Assume that initially switches have no knowledge of the nodes in
the network and that no means for disabling links is in effect
(i.e. no Spanning Tree Protocol is used). In addition, for the sake
of simplicity, assume that L700 is disconnected (later on, its
revival from this state will be considered a topology change). The
following set of events may occur: [0030] a. N100 sends a frame
with destination N200 to S100. [0031] b. S100 has no knowledge of
N200 and forwards the frame to all its interfaces excluding the
interface that the frame was received on. Hence, S200, S300 and
N200 receive a copy of the frame. In addition it associates N100
with link L100. [0032] c. S200 and S300 act similarly to S100 above
and hence forward the frame to each other. In addition they
associate N100 with L300 and L400 respectively. [0033] d. S200 and
S300 receiving the frame from each other forward it to S100. S300
also forwards the frame to N300. In addition, both switches
associate N100 with L500. [0034] e. S100 still has no knowledge of
where N200 is, so it forwards the two incoming frames to N100, N200
and one copy of the frame from S200 to S300 and one copy of the
frame from S300 to S200. In addition, depending on the exact
arrival times of the frames from S200 and S300, it associated N100
with either L300 or L400. [0035] f. If no further frames are sent
by N100 or N200, steps (c) through (e) repeat indefinitely,
effectively causing two identical frames to travel in the loop--one
clockwise and one counter clockwise.
[0036] Note that under these circumstances, S100, S200 and S300 all
constantly change the association of address N100 to point at one
of the ports through which they are connected to an adjacent
switch. Hence, in the event that node N300 would send a frame
destined to N100, it would either get dropped or would infinitely
loop around but would never be sent by S100 to N100 since N100
never gets associated again to L100.
Exemplary Method for Correct Address Learning in the Presence of
Multiple Paths (CALPMP)
[0037] In order to correct the learning, and hence forwarding
behavior, as described in the example above and depicted in FIG. 1,
the current learning algorithm of the devices needs to be modified.

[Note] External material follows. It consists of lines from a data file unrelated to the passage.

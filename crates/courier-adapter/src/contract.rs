//! AdapterContract — the small required surface every provider adapter
//! satisfies, plus optional capability traits probed at registration time.
//! Expressed as `async_trait`s the way a mediator trait is, rather than a
//! tagged-variant enum; either is equivalent, this one reads more
//! naturally for a trait-object registry.

use std::sync::Arc;

use async_trait::async_trait;
use courier_common::{AdapterError, Channel, ChannelEventType, ChannelLog, MsgOut};
use std::collections::HashMap;

/// Accumulates outcomes of a `Send` invocation: zero or more external IDs,
/// one per message part the provider actually accepted.
#[derive(Debug, Default, Clone)]
pub struct SendResult {
    pub external_ids: Vec<String>,
}

impl SendResult {
    pub fn new() -> Self {
        Self::default()
    }

    pub fn push_external_id(&mut self, id: impl Into<String>) {
        self.external_ids.push(id.into());
    }

    pub fn is_empty(&self) -> bool {
        self.external_ids.is_empty()
    }
}

/// The required surface every channel-type handler implements.
///
/// `send` performs an at-most-once delivery attempt: the adapter MUST NOT
/// retry internally on a connection error, and MAY loop internally across
/// message parts, short-circuiting on the first failure. Retrying a failed
/// attempt is always the Sender's job, never the adapter's.
#[async_trait]
pub trait Handler: Send + Sync {
    /// 2-4 ASCII channel-type tag this handler answers for, e.g. `"AC"`.
    fn channel_type(&self) -> &'static str;

    /// Human-readable name for logs and the monitoring surface.
    fn name(&self) -> &'static str;

    /// Route tuples this handler wants mounted under
    /// `/c/<type>/<uuid>/<action>`. `courier-webhook` calls this once at
    /// process init and never again — registration is process-init only;
    /// the registry is read-only thereafter.
    fn routes(&self) -> Vec<RouteSpec>;

    /// Perform one delivery attempt for `msg`, recording every outbound
    /// HTTP exchange into `log`. Returns `Ok(())` with `result` populated
    /// with external ids on success, or the sentinel `AdapterError` the
    /// the retry classifier classifies into a `MsgStatus`.
    async fn send(&self, ctx: &SendContext, msg: &MsgOut, result: &mut SendResult, log: &mut ChannelLog) -> Result<(), AdapterError>;

    /// Secrets to elide from stored `ChannelLog` request/response bodies
    /// and headers. Default: no secrets declared (handlers that hold
    /// credentials must override).
    fn redact_values(&self, _channel: &Channel) -> Vec<String> {
        Vec::new()
    }

    /// Decode one inbound webhook body for `route` into a normalized
    /// record. The incoming pipeline owns everything generic that follows
    /// (URN parsing with the channel's country code, dedup, multipart
    /// reassembly, backend write, spool fallback); this method only
    /// translates the provider's wire shape. Default: every route is
    /// ignored (adapters with no inbound routes never need to override
    /// this).
    fn decode_inbound(&self, _channel: &Channel, _route: &RouteSpec, _content_type: Option<&str>, _body: &[u8]) -> Result<InboundRecord, AdapterError> {
        Ok(InboundRecord::Ignored)
    }

    /// The success body to write for a `receive`-class route, unless
    /// `AckWriter` is registered for a literal-body provider.
    fn success_body(&self) -> serde_json::Value {
        serde_json::json!({ "message": "accepted", "data": [] })
    }

    /// Declares the signature contract for this handler's webhooks, if
    /// any. The webhook router validates before calling `decode_inbound`.
    /// Default: unsigned.
    fn signature_spec(&self, _channel: &Channel) -> Option<SignatureSpec> {
        None
    }
}

/// How a provider signs its webhook requests.
#[derive(Debug, Clone, Copy, PartialEq, Eq)]
pub enum SignatureAlgorithm {
    /// HMAC-SHA256 over the raw request body.
    HmacSha256,
    /// HS256 JWT whose claims are `{payload_hash, url_hash}`.
    JwtHs256,
}

/// One adapter's declared signature requirement: which header carries the
/// signature, which algorithm validates it, and which channel config key
/// holds the shared secret.
#[derive(Debug, Clone)]
pub struct SignatureSpec {
    pub header_name: &'static str,
    pub algorithm: SignatureAlgorithm,
    pub secret_config_key: &'static str,
}

/// What an adapter's `decode_inbound` extracted from one webhook request,
/// before the incoming pipeline's generic dedup/reassembly/backend-write
/// steps run.
#[derive(Debug, Clone)]
pub enum InboundRecord {
    /// A complete, single-part inbound message.
    Message { address_raw: String, text: String, external_id: Option<String>, attachments: Vec<courier_common::Attachment> },
    /// One part of a provider-side multipart-SMS reassembly, keyed by a
    /// provider-assigned long-message id shared across parts.
    MultipartChunk { long_id: String, part_index: u32, part_count: u32, text: String, address_raw: String, external_id: Option<String> },
    /// A channel-level event with no message content.
    Event { address_raw: String, event_type: ChannelEventType, extra: HashMap<String, String> },
    /// A delivery-status callback correlated by external id.
    Status { external_id: String, status: courier_common::MsgStatus, error: Option<courier_common::ErrorTaxonomyEntry> },
    /// Well-formed but not actionable (e.g. a provider health check).
    Ignored,
}

/// Declares one HTTP route a handler wants mounted, plus the diagnostic log
/// type it should be recorded under.
#[derive(Debug, Clone)]
pub struct RouteSpec {
    pub method: HttpMethod,
    /// Sub-path under `/c/<type>/<uuid>/`, e.g. `"receive"`, `"status"`.
    pub sub_path: &'static str,
    pub log_type: courier_common::ChannelLogType,
}

#[derive(Debug, Clone, Copy, PartialEq, Eq)]
pub enum HttpMethod {
    Get,
    Post,
}

/// Per-`send` context threaded through an adapter invocation: the shared
/// HTTP client and a cancellation-aware send timeout. Adapters never
/// construct their own `reqwest::Client` — one per process, shared via
/// this context.
pub struct SendContext {
    pub http: reqwest::Client,
    pub send_timeout: std::time::Duration,
}

/// Optional capability: how to build an authenticated request for
/// provider-hosted inbound media.
#[async_trait]
pub trait AttachmentFetcher: Send + Sync {
    async fn build_attachment_request(&self, channel: &Channel, url: &str) -> Result<reqwest::RequestBuilder, AdapterError>;
}

/// Optional capability: a provider that requires a specific literal ack
/// body (e.g. `"000"`, `"ACK/Jasmin"`) instead of the default JSON
/// envelope.
pub trait AckWriter: Send + Sync {
    fn write_msg_success(&self) -> (http::StatusCode, String);
    fn write_status_success(&self) -> (http::StatusCode, String) {
        self.write_msg_success()
    }
    fn write_request_ignored(&self) -> (http::StatusCode, String) {
        (http::StatusCode::OK, "ignored".to_string())
    }
}

/// A registered handler bundled with whichever optional capabilities it
/// implements, resolved once at registration time rather than probed via
/// downcasting on every request.
#[derive(Clone)]
pub struct RegisteredHandler {
    pub handler: Arc<dyn Handler>,
    pub attachment_fetcher: Option<Arc<dyn AttachmentFetcher>>,
    pub ack_writer: Option<Arc<dyn AckWriter>>,
}

impl RegisteredHandler {
    pub fn new(handler: Arc<dyn Handler>) -> Self {
        Self { handler, attachment_fetcher: None, ack_writer: None }
    }

    pub fn with_attachment_fetcher(mut self, fetcher: Arc<dyn AttachmentFetcher>) -> Self {
        self.attachment_fetcher = Some(fetcher);
        self
    }

    pub fn with_ack_writer(mut self, writer: Arc<dyn AckWriter>) -> Self {
        self.ack_writer = Some(writer);
        self
    }
}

In an exemplary learning method, instead of associating a source
address with the ingress interface immediately and unconditionally
(as in the standard approach for learning that is typically defined
in the art), the association can be made under the condition that
the same source address was not recently (within a given time
period) observed as the source address of a frame received from a
different ingress interface. This time period will be termed as the
"Learning Ban Period" or "LBP" hereafter. LBP can be in the range
of few microseconds to tens of milliseconds or even beyond. The new
learning method can be referred to as the LBP method. Note that the
LBP is measured from the last arrival time of a frame with the
given source address on the interface it is associated with (and
not just the time at which the association was made).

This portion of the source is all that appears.